My other dislike of narrow scopes is shadowing. I had an unpleasant experience
last year working in Go, which has its own ":=" assignment. While Go's :=
semantics are a little different to the assignment expressions being considered
here, it has an IMO dangerous shadowing effect.
I'm going to digress into an explaination of this issue in Go here because I
want to highlight my dislike of easy accidental shadowing, which is a problem
in many areas, and I think that conflating inline assignment with an implied
narrow scope in Python would make this worse.
In Go you can declare variables 2 ways:
var ok = True
and:
ok := True
Also, because Go doesn't use exceptions a common idiom is to return a
success/fail value and the task's result:
ok, result := do_something(...)
That handily declares "ok" and "result" and gives them values.

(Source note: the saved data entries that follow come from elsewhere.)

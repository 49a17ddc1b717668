//! Scene graph.
//!
//! Nodes live in a slot map and reference each other by [`NodeId`]. The
//! graph always has a root group; removing a node removes its whole
//! subtree and invalidates every id in it.
//!
//! # Example
//!
//! ```
//! use stage_scene::{Geometry, Material, Mesh, Node, Scene};
//!
//! let mut scene = Scene::new();
//! let group = scene.add(Node::group().named("building")).unwrap();
//! let wall = scene
//!     .add_child(group, Node::mesh(Mesh::new(Geometry::cuboid(1.0, 1.0, 1.0), Material::default())))
//!     .unwrap();
//!
//! assert_eq!(scene.find_by_name("building"), Some(group));
//! assert_eq!(scene.descendants(group), vec![wall]);
//! ```

use glam::{Mat4, Vec3};
use slotmap::{SlotMap, new_key_type};

use stage_core::{Error, Result};

use crate::geometry::Mesh;
use crate::light::{AmbientLight, DirectionalLight};
use crate::transform::Transform;

new_key_type! {
    /// Handle to a node in a [`Scene`].
    pub struct NodeId;
}

/// A text element pinned to a world position and drawn on the 2D overlay.
#[derive(Clone, Debug, PartialEq)]
pub struct Label {
    pub text: String,
    /// Extra CSS-style class names the overlay host applies
    pub class: Option<String>,
}

/// A flat element placed in 3D space and drawn on the 3D overlay.
#[derive(Clone, Debug, PartialEq)]
pub struct Panel {
    /// Overlay host content identifier
    pub content: String,
    /// Width and height in world units at scale 1
    pub size: (f32, f32),
}

/// What a node is.
#[derive(Clone, Debug, PartialEq)]
pub enum NodeKind {
    /// Pure grouping node
    Group,
    Mesh(Mesh),
    AmbientLight(AmbientLight),
    DirectionalLight(DirectionalLight),
    Label(Label),
    Panel(Panel),
}

impl NodeKind {
    /// Short name for logging.
    pub fn type_name(&self) -> &'static str {
        match self {
            NodeKind::Group => "Group",
            NodeKind::Mesh(_) => "Mesh",
            NodeKind::AmbientLight(_) => "AmbientLight",
            NodeKind::DirectionalLight(_) => "DirectionalLight",
            NodeKind::Label(_) => "Label",
            NodeKind::Panel(_) => "Panel",
        }
    }
}

/// A node in the scene graph.
#[derive(Clone, Debug)]
pub struct Node {
    pub name: Option<String>,
    pub transform: Transform,
    /// Hidden nodes hide their whole subtree
    pub visible: bool,
    pub kind: NodeKind,
    parent: Option<NodeId>,
    children: Vec<NodeId>,
}

impl Node {
    /// Detached node of the given kind at the origin.
    pub fn new(kind: NodeKind) -> Self {
        Self {
            name: None,
            transform: Transform::default(),
            visible: true,
            kind,
            parent: None,
            children: Vec::new(),
        }
    }

    pub fn group() -> Self {
        Self::new(NodeKind::Group)
    }

    pub fn mesh(mesh: Mesh) -> Self {
        Self::new(NodeKind::Mesh(mesh))
    }

    pub fn label(text: impl Into<String>) -> Self {
        Self::new(NodeKind::Label(Label {
            text: text.into(),
            class: None,
        }))
    }

    pub fn panel(content: impl Into<String>, width: f32, height: f32) -> Self {
        Self::new(NodeKind::Panel(Panel {
            content: content.into(),
            size: (width, height),
        }))
    }

    pub fn named(mut self, name: impl Into<String>) -> Self {
        self.name = Some(name.into());
        self
    }

    pub fn with_transform(mut self, transform: Transform) -> Self {
        self.transform = transform;
        self
    }

    pub fn at(mut self, position: Vec3) -> Self {
        self.transform.position = position;
        self
    }

    pub fn parent(&self) -> Option<NodeId> {
        self.parent
    }

    pub fn children(&self) -> &[NodeId] {
        &self.children
    }

    pub fn is_mesh(&self) -> bool {
        matches!(self.kind, NodeKind::Mesh(_))
    }
}

/// Background appearance of the scene.
#[derive(Clone, Copy, Debug, PartialEq)]
pub struct Background {
    pub color: Vec3,
    pub fog: Option<Fog>,
}

impl Default for Background {
    fn default() -> Self {
        Self {
            color: Vec3::ZERO,
            fog: None,
        }
    }
}

/// Linear fog.
#[derive(Clone, Copy, Debug, PartialEq)]
pub struct Fog {
    pub color: Vec3,
    pub near: f32,
    pub far: f32,
}

/// Root of all visible and logical objects.
pub struct Scene {
    nodes: SlotMap<NodeId, Node>,
    root: NodeId,
    pub background: Background,
}

impl Default for Scene {
    fn default() -> Self {
        Self::new()
    }
}

impl Scene {
    /// Create an empty scene with a root group.
    pub fn new() -> Self {
        let mut nodes = SlotMap::with_key();
        let root = nodes.insert(Node::group().named("root"));
        Self {
            nodes,
            root,
            background: Background::default(),
        }
    }

    pub fn root(&self) -> NodeId {
        self.root
    }

    /// Number of nodes, including the root.
    pub fn len(&self) -> usize {
        self.nodes.len()
    }

    /// True when only the root exists.
    pub fn is_empty(&self) -> bool {
        self.nodes.len() == 1
    }

    pub fn contains(&self, id: NodeId) -> bool {
        self.nodes.contains_key(id)
    }

    /// Add a node under the root.
    pub fn add(&mut self, node: Node) -> Result<NodeId> {
        self.add_child(self.root, node)
    }

    /// Add a node under `parent`.
    pub fn add_child(&mut self, parent: NodeId, mut node: Node) -> Result<NodeId> {
        if !self.nodes.contains_key(parent) {
            return Err(Error::NodeNotFound(format!("parent {:?}", parent)));
        }
        node.parent = Some(parent);
        node.children.clear();
        let kind = node.kind.type_name();
        let id = self.nodes.insert(node);
        self.nodes[parent].children.push(id);
        tracing::trace!("Added {} node {:?} under {:?}", kind, id, parent);
        Ok(id)
    }

    /// Remove a node and its subtree, returning the detached node itself.
    /// The root cannot be removed.
    pub fn remove(&mut self, id: NodeId) -> Result<Node> {
        if id == self.root {
            return Err(Error::InvalidInput("the scene root cannot be removed".into()));
        }
        let parent = self
            .nodes
            .get(id)
            .ok_or_else(|| Error::NodeNotFound(format!("{:?}", id)))?
            .parent;
        if let Some(parent) = parent
            && let Some(parent) = self.nodes.get_mut(parent)
        {
            parent.children.retain(|&child| child != id);
        }
        for descendant in self.descendants(id) {
            self.nodes.remove(descendant);
        }
        let mut node = self
            .nodes
            .remove(id)
            .ok_or_else(|| Error::NodeNotFound(format!("{:?}", id)))?;
        node.parent = None;
        node.children.clear();
        Ok(node)
    }

    pub fn get(&self, id: NodeId) -> Option<&Node> {
        self.nodes.get(id)
    }

    pub fn get_mut(&mut self, id: NodeId) -> Option<&mut Node> {
        self.nodes.get_mut(id)
    }

    /// Lookup that turns a stale id into an error.
    pub fn node(&self, id: NodeId) -> Result<&Node> {
        self.nodes
            .get(id)
            .ok_or_else(|| Error::NodeNotFound(format!("{:?}", id)))
    }

    /// Direct children of `id` (empty for unknown ids).
    pub fn children(&self, id: NodeId) -> &[NodeId] {
        self.nodes.get(id).map(|n| n.children()).unwrap_or(&[])
    }

    /// Every node below `id`, depth-first in child order, excluding `id`.
    pub fn descendants(&self, id: NodeId) -> Vec<NodeId> {
        let mut out = Vec::new();
        let mut stack: Vec<NodeId> = self.children(id).iter().rev().copied().collect();
        while let Some(next) = stack.pop() {
            out.push(next);
            stack.extend(self.children(next).iter().rev());
        }
        out
    }

    /// First node, depth-first from the root, with the given name.
    pub fn find_by_name(&self, name: &str) -> Option<NodeId> {
        std::iter::once(self.root)
            .chain(self.descendants(self.root))
            .find(|&id| self.nodes[id].name.as_deref() == Some(name))
    }

    /// Local-to-world matrix composed through every ancestor.
    pub fn world_matrix(&self, id: NodeId) -> Result<Mat4> {
        let mut node = self.node(id)?;
        let mut matrix = node.transform.local_matrix();
        while let Some(parent) = node.parent {
            node = self.node(parent)?;
            matrix = node.transform.local_matrix() * matrix;
        }
        Ok(matrix)
    }

    pub fn world_position(&self, id: NodeId) -> Result<Vec3> {
        Ok(self.world_matrix(id)?.transform_point3(Vec3::ZERO))
    }

    /// True when the node and all its ancestors are visible.
    pub fn is_visible(&self, id: NodeId) -> bool {
        let mut current = Some(id);
        while let Some(id) = current {
            match self.nodes.get(id) {
                Some(node) if node.visible => current = node.parent,
                _ => return false,
            }
        }
        true
    }

    /// Every visible node with its world matrix, parents before children.
    pub fn visible_nodes(&self) -> Vec<(NodeId, Mat4)> {
        let mut out = Vec::new();
        let root = &self.nodes[self.root];
        if !root.visible {
            return out;
        }
        let mut stack = vec![(self.root, root.transform.local_matrix())];
        while let Some((id, world)) = stack.pop() {
            out.push((id, world));
            for &child in self.nodes[id].children.iter().rev() {
                let node = &self.nodes[child];
                if node.visible {
                    stack.push((child, world * node.transform.local_matrix()));
                }
            }
        }
        out
    }
}

#[cfg(test)]
mod tests {
    use super::*;
    use crate::geometry::{Geometry, Material};

    const EPSILON: f32 = 1e-5;

    fn cube() -> Node {
        Node::mesh(Mesh::new(Geometry::cuboid(1.0, 1.0, 1.0), Material::default()))
    }

    #[test]
    fn test_new_scene_has_only_root() {
        let scene = Scene::new();
        assert!(scene.is_empty());
        assert_eq!(scene.len(), 1);
        assert!(scene.children(scene.root()).is_empty());
    }

    #[test]
    fn test_add_and_children_order() {
        let mut scene = Scene::new();
        let a = scene.add(Node::group()).unwrap();
        let b = scene.add(Node::group()).unwrap();
        assert_eq!(scene.children(scene.root()), &[a, b]);
        assert_eq!(scene.get(a).unwrap().parent(), Some(scene.root()));
    }

    #[test]
    fn test_add_child_to_missing_parent() {
        let mut scene = Scene::new();
        let a = scene.add(Node::group()).unwrap();
        scene.remove(a).unwrap();
        assert!(matches!(scene.add_child(a, cube()), Err(Error::NodeNotFound(_))));
    }

    #[test]
    fn test_descendants_depth_first() {
        let mut scene = Scene::new();
        let group = scene.add(Node::group()).unwrap();
        let a = scene.add_child(group, Node::group()).unwrap();
        let a1 = scene.add_child(a, cube()).unwrap();
        let b = scene.add_child(group, cube()).unwrap();
        assert_eq!(scene.descendants(group), vec![a, a1, b]);
    }

    #[test]
    fn test_remove_subtree() {
        let mut scene = Scene::new();
        let group = scene.add(Node::group()).unwrap();
        let child = scene.add_child(group, cube()).unwrap();
        let removed = scene.remove(group).unwrap();
        assert!(removed.children().is_empty());
        assert!(!scene.contains(group));
        assert!(!scene.contains(child));
        assert!(scene.is_empty());
    }

    #[test]
    fn test_root_cannot_be_removed() {
        let mut scene = Scene::new();
        let root = scene.root();
        assert!(matches!(scene.remove(root), Err(Error::InvalidInput(_))));
    }

    #[test]
    fn test_find_by_name() {
        let mut scene = Scene::new();
        let light = scene.add(Node::group().named("basisDirectionalLight")).unwrap();
        assert_eq!(scene.find_by_name("basisDirectionalLight"), Some(light));
        assert_eq!(scene.find_by_name("missing"), None);
    }

    #[test]
    fn test_world_matrix_nested_hierarchy() {
        let mut scene = Scene::new();
        let grandparent = scene.add(Node::group().at(Vec3::new(100.0, 0.0, 0.0))).unwrap();
        let parent = scene
            .add_child(grandparent, Node::group().at(Vec3::new(10.0, 0.0, 0.0)))
            .unwrap();
        let child = scene.add_child(parent, cube().at(Vec3::new(1.0, 0.0, 0.0))).unwrap();

        let pos = scene.world_position(child).unwrap();
        assert!((pos - Vec3::new(111.0, 0.0, 0.0)).length() < EPSILON, "got {:?}", pos);
    }

    #[test]
    fn test_world_matrix_with_parent_scale() {
        let mut scene = Scene::new();
        let parent = scene
            .add(Node::group().with_transform(Transform::new().with_scale(Vec3::splat(2.0))))
            .unwrap();
        let child = scene.add_child(parent, cube().at(Vec3::new(1.0, 0.0, 0.0))).unwrap();
        let pos = scene.world_position(child).unwrap();
        assert!((pos - Vec3::new(2.0, 0.0, 0.0)).length() < EPSILON);
    }

    #[test]
    fn test_hidden_parent_hides_subtree() {
        let mut scene = Scene::new();
        let group = scene.add(Node::group()).unwrap();
        let child = scene.add_child(group, cube()).unwrap();
        assert!(scene.is_visible(child));

        scene.get_mut(group).unwrap().visible = false;
        assert!(!scene.is_visible(child));
        let visible: Vec<NodeId> = scene.visible_nodes().into_iter().map(|(id, _)| id).collect();
        assert_eq!(visible, vec![scene.root()]);
    }

    #[test]
    fn test_visible_nodes_world_matrices() {
        let mut scene = Scene::new();
        let group = scene.add(Node::group().at(Vec3::new(0.0, 5.0, 0.0))).unwrap();
        let child = scene.add_child(group, cube().at(Vec3::new(1.0, 0.0, 0.0))).unwrap();
        let nodes = scene.visible_nodes();
        let (_, world) = nodes.iter().find(|(id, _)| *id == child).unwrap();
        assert_eq!(*world, scene.world_matrix(child).unwrap());
    }
}
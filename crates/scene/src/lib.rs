//! Scene graph and components.
//!
//! This crate provides scene management:
//! - Node hierarchy with transforms, meshes, lights and overlay elements
//! - Perspective camera
//! - Ray casting against meshes
//! - Orbit camera controller

pub mod camera;
pub mod geometry;
pub mod graph;
pub mod light;
pub mod orbit;
pub mod raycast;
pub mod transform;

pub use camera::{Camera, Projection};
pub use geometry::{Aabb, Geometry, Material, Mesh};
pub use graph::{Background, Fog, Label, Node, NodeId, NodeKind, Panel, Scene};
pub use light::{AmbientLight, DirectionalLight, ShadowCamera};
pub use orbit::{DragMode, OrbitController};
pub use raycast::{Intersection, Ray, Raycaster};
pub use transform::Transform;
//! Node-local placement and the small bits of matrix math built on it.
//!
//! World matrices are composed by the graph, see
//! [`Scene::world_matrix`](crate::Scene::world_matrix).
//!
//! ```
//! use stage_scene::Transform;
//! use glam::Vec3;
//!
//! let placed = Transform::new()
//!     .with_position(Vec3::new(1.0, 0.0, 0.0))
//!     .with_scale(Vec3::splat(2.0));
//!
//! let p = placed.local_matrix().transform_point3(Vec3::X);
//! assert!((p - Vec3::new(3.0, 0.0, 0.0)).length() < 1e-6);
//! ```

use glam::{Mat3, Mat4, Quat, Vec3};

/// Determinant below which a model matrix is treated as singular.
const SINGULAR_DETERMINANT: f32 = 1e-6;

/// Translation, rotation and scale of a node in its parent's space.
#[derive(Clone, Copy, Debug, PartialEq)]
pub struct Transform {
    pub position: Vec3,
    pub rotation: Quat,
    pub scale: Vec3,
}

impl Default for Transform {
    fn default() -> Self {
        Self::IDENTITY
    }
}

impl Transform {
    /// No translation, no rotation, unit scale.
    pub const IDENTITY: Self = Self {
        position: Vec3::ZERO,
        rotation: Quat::IDENTITY,
        scale: Vec3::ONE,
    };

    pub fn new() -> Self {
        Self::IDENTITY
    }

    pub fn with_position(self, position: Vec3) -> Self {
        Self { position, ..self }
    }

    pub fn with_rotation(self, rotation: Quat) -> Self {
        Self { rotation, ..self }
    }

    pub fn with_scale(self, scale: Vec3) -> Self {
        Self { scale, ..self }
    }

    /// Scale, then rotate, then translate.
    pub fn local_matrix(&self) -> Mat4 {
        Mat4::from_scale_rotation_translation(self.scale, self.rotation, self.position)
    }
}

/// Orientation whose forward (-Z) axis points from `eye` to `target` with
/// `up` as the vertical reference.
///
/// Returns `None` when `eye == target` or the view direction is parallel to
/// `up`; callers keep their current orientation in that case.
pub fn look_rotation(eye: Vec3, target: Vec3, up: Vec3) -> Option<Quat> {
    let forward = (target - eye).try_normalize()?;
    let right = forward.cross(up).try_normalize()?;
    let true_up = right.cross(forward);
    let basis = Mat3::from_cols(right, true_up, -forward);
    Some(Quat::from_mat3(&basis).normalize())
}

/// Matrix that carries normals through `model`: its inverse transpose.
/// Singular models (a zero scale axis) get the identity.
pub fn normal_matrix(model: Mat4) -> Mat4 {
    if model.determinant().abs() < SINGULAR_DETERMINANT {
        return Mat4::IDENTITY;
    }
    model.inverse().transpose()
}

#[cfg(test)]
mod tests {
    use super::*;
    use std::f32::consts::FRAC_PI_2;

    fn close(a: Vec3, b: Vec3) -> bool {
        a.abs_diff_eq(b, 1e-5)
    }

    #[test]
    fn test_identity_by_default() {
        assert_eq!(Transform::default(), Transform::IDENTITY);
        assert_eq!(Transform::new().local_matrix(), Mat4::IDENTITY);
    }

    #[test]
    fn test_builders_keep_other_fields() {
        let placed = Transform::new()
            .with_scale(Vec3::splat(2.0))
            .with_position(Vec3::new(1.0, 2.0, 3.0));
        assert_eq!(placed.scale, Vec3::splat(2.0));
        assert_eq!(placed.position, Vec3::new(1.0, 2.0, 3.0));
        assert_eq!(placed.rotation, Quat::IDENTITY);
    }

    #[test]
    fn test_rotation_applied_before_translation() {
        let placed = Transform::new()
            .with_rotation(Quat::from_rotation_y(FRAC_PI_2))
            .with_position(Vec3::new(0.0, 5.0, 0.0));
        let p = placed.local_matrix().transform_point3(Vec3::X);
        assert!(close(p, Vec3::new(0.0, 5.0, -1.0)), "got {:?}", p);
    }

    #[test]
    fn test_look_rotation_aims_forward_axis() {
        let along_z = look_rotation(Vec3::new(0.0, 0.0, 10.0), Vec3::ZERO, Vec3::Y).unwrap();
        assert!(close(along_z * Vec3::NEG_Z, Vec3::NEG_Z));

        let along_x = look_rotation(Vec3::new(10.0, 0.0, 0.0), Vec3::ZERO, Vec3::Y).unwrap();
        assert!(close(along_x * Vec3::NEG_Z, Vec3::NEG_X));
        assert!(close(along_x * Vec3::Y, Vec3::Y));
    }

    #[test]
    fn test_look_rotation_degenerate() {
        assert!(look_rotation(Vec3::ZERO, Vec3::ZERO, Vec3::Y).is_none());
        assert!(look_rotation(Vec3::ZERO, Vec3::new(0.0, 5.0, 0.0), Vec3::Y).is_none());
    }

    #[test]
    fn test_normal_matrix_undoes_non_uniform_scale() {
        let model = Transform::new().with_scale(Vec3::new(1.0, 2.0, 1.0)).local_matrix();
        let normal = normal_matrix(model).transform_vector3(Vec3::Y);
        assert!(close(normal, Vec3::new(0.0, 0.5, 0.0)));
    }

    #[test]
    fn test_normal_matrix_singular_model() {
        let flat = Transform::new().with_scale(Vec3::new(1.0, 0.0, 1.0)).local_matrix();
        assert_eq!(normal_matrix(flat), Mat4::IDENTITY);
    }
}
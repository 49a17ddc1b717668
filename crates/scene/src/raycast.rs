//! Ray casting against scene meshes.
//!
//! Rays are tested in each mesh's local space: the world ray is taken
//! through the inverse world matrix, checked against the geometry bounds,
//! then against every triangle. Only front faces (counter-clockwise seen
//! from the ray) count unless the material is double-sided. Hit distances
//! are reported in world units.

use glam::{Mat4, Vec2, Vec3};

use stage_core::{Error, Result};

use crate::camera::Camera;
use crate::graph::{NodeId, NodeKind, Scene};

/// A half-line in world space.
#[derive(Clone, Copy, Debug, PartialEq)]
pub struct Ray {
    pub origin: Vec3,
    /// Unit direction
    pub direction: Vec3,
}

impl Ray {
    /// Create a ray; `direction` is normalized and must be non-zero.
    pub fn new(origin: Vec3, direction: Vec3) -> Result<Self> {
        let direction = direction
            .try_normalize()
            .ok_or_else(|| Error::InvalidInput("ray direction must be non-zero".into()))?;
        Ok(Self { origin, direction })
    }

    pub fn at(&self, distance: f32) -> Vec3 {
        self.origin + self.direction * distance
    }

    /// Möller–Trumbore; returns the ray parameter of the hit. Back faces
    /// are rejected unless `double_sided`.
    pub fn intersect_triangle(&self, [a, b, c]: [Vec3; 3], double_sided: bool) -> Option<f32> {
        const EPSILON: f32 = 1e-7;
        let edge1 = b - a;
        let edge2 = c - a;
        let p = self.direction.cross(edge2);
        let det = edge1.dot(p);
        if det.abs() < EPSILON || (!double_sided && det < 0.0) {
            return None;
        }
        let inv_det = 1.0 / det;
        let s = self.origin - a;
        let u = s.dot(p) * inv_det;
        if !(0.0..=1.0).contains(&u) {
            return None;
        }
        let q = s.cross(edge1);
        let v = self.direction.dot(q) * inv_det;
        if v < 0.0 || u + v > 1.0 {
            return None;
        }
        let t = edge2.dot(q) * inv_det;
        (t >= 0.0).then_some(t)
    }

    fn transformed(&self, matrix: Mat4) -> (Vec3, Vec3) {
        (
            matrix.transform_point3(self.origin),
            matrix.transform_vector3(self.direction),
        )
    }
}

/// One ray/mesh hit.
#[derive(Clone, Copy, Debug, PartialEq)]
pub struct Intersection {
    /// Mesh node that was hit
    pub node: NodeId,
    /// World-space distance from the ray origin
    pub distance: f32,
    /// World-space hit point
    pub point: Vec3,
    /// Index of the triangle hit
    pub face_index: usize,
}

/// Casts rays into a scene.
#[derive(Clone, Copy, Debug)]
pub struct Raycaster {
    pub ray: Ray,
    /// Hits closer than this are ignored
    pub near: f32,
    /// Hits farther than this are ignored
    pub far: f32,
    /// Leave out hidden nodes and their subtrees. Off by default: hidden
    /// meshes still take hits.
    pub skip_hidden: bool,
}

impl Raycaster {
    pub fn new(ray: Ray) -> Self {
        Self {
            ray,
            near: 0.0,
            far: f32::INFINITY,
            skip_hidden: false,
        }
    }

    /// Ray from the camera through a point in normalized device coordinates.
    pub fn from_camera(ndc: Vec2, camera: &Camera) -> Self {
        Self::new(Ray {
            origin: camera.position,
            direction: camera.ray_direction(ndc),
        })
    }

    /// Intersect each of `targets`, and their descendants when `recursive`,
    /// returning hits sorted nearest first. Unknown ids are an error.
    pub fn intersect_nodes(
        &self,
        scene: &Scene,
        targets: &[NodeId],
        recursive: bool,
    ) -> Result<Vec<Intersection>> {
        let mut hits = Vec::new();
        for &target in targets {
            scene.node(target)?;
            if self.skip_hidden && !scene.is_visible(target) {
                continue;
            }
            self.intersect_one(scene, target, &mut hits)?;
            if recursive {
                for id in scene.descendants(target) {
                    if !self.skip_hidden || scene.is_visible(id) {
                        self.intersect_one(scene, id, &mut hits)?;
                    }
                }
            }
        }
        hits.sort_by(|a, b| a.distance.total_cmp(&b.distance));
        Ok(hits)
    }

    /// Intersect a single node (no descendants).
    pub fn intersect_node(&self, scene: &Scene, target: NodeId) -> Result<Vec<Intersection>> {
        self.intersect_nodes(scene, &[target], false)
    }

    fn intersect_one(&self, scene: &Scene, id: NodeId, hits: &mut Vec<Intersection>) -> Result<()> {
        let NodeKind::Mesh(mesh) = &scene.node(id)?.kind else {
            return Ok(());
        };
        let world = scene.world_matrix(id)?;
        if world.determinant().abs() < 1e-12 {
            return Ok(());
        }
        let (origin, direction) = self.ray.transformed(world.inverse());
        let Some(local_ray) = Ray::new(origin, direction).ok() else {
            return Ok(());
        };

        let geometry = &mesh.geometry;
        let double_sided = mesh.material.double_sided;
        if geometry.bounds().ray_entry(local_ray.origin, local_ray.direction).is_none() {
            return Ok(());
        }

        let mut nearest: Option<(f32, usize)> = None;
        for (face_index, triangle) in geometry.triangles().enumerate() {
            if let Some(t) = local_ray.intersect_triangle(triangle, double_sided)
                && nearest.is_none_or(|(best, _)| t < best)
            {
                nearest = Some((t, face_index));
            }
        }

        if let Some((t, face_index)) = nearest {
            let point = world.transform_point3(local_ray.at(t));
            let distance = (point - self.ray.origin).length();
            if distance >= self.near && distance <= self.far {
                hits.push(Intersection {
                    node: id,
                    distance,
                    point,
                    face_index,
                });
            }
        }
        Ok(())
    }
}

Because the ":=" is so convenient, you might often declare variables as they
get used:
ok, result1 := do_something()
ok, result2 := do_something_else()
and so on. You're allowed to mix existing names with new (undeclared) names
provided there's at least one new name left of the ":=".
So far this is all just ordinary assignments, with convenient declaration
included. But consider the function that calls other functions:
func thing_outer(x) {
ok, result1 := do_something()
if ok {
ok, result2 := do_something_else()
if ok {
fmt.Println("ok!")
}
}
return ok, result
}
That's how it might go in Pythonic form. But Go lets you preceed the test
condition with a statement, somewhat like the C "for (setup values; test;
advance)" form:
for (i=0; i<10; i++)
So you may wish to write the function like this:
func thing_outer(x) {
if ok, result1 := do_something(); ok {
if ok, result2 := do_something_else(); ok {
fmt.Println("ok!")
}
}
return ok, result
}
and here is where the scoping causes a disaster.
In Go, the declarations _within_ the "if" statement have the "if" statement as
their scope. In particular, the inner "ok" shadows the outer "ok", such that an
inner failure (setting "ok" to false) doesn't affect the outer "ok" which was
true. And so the overall function returns apparent success.
And that is entirely enabled by the implied scoping in the "if" statement.
The above example is subtly wrong because I'm doing this from memory, but I had
a very simple real world example bite me this way and it was a PITA to debug
because the effect was so surprising. So much so that from then on I pretty
much eschewed the ":=" declaration as a dangerous construct and went with "var"
all the time, effectively giving me _one_ scope within any function.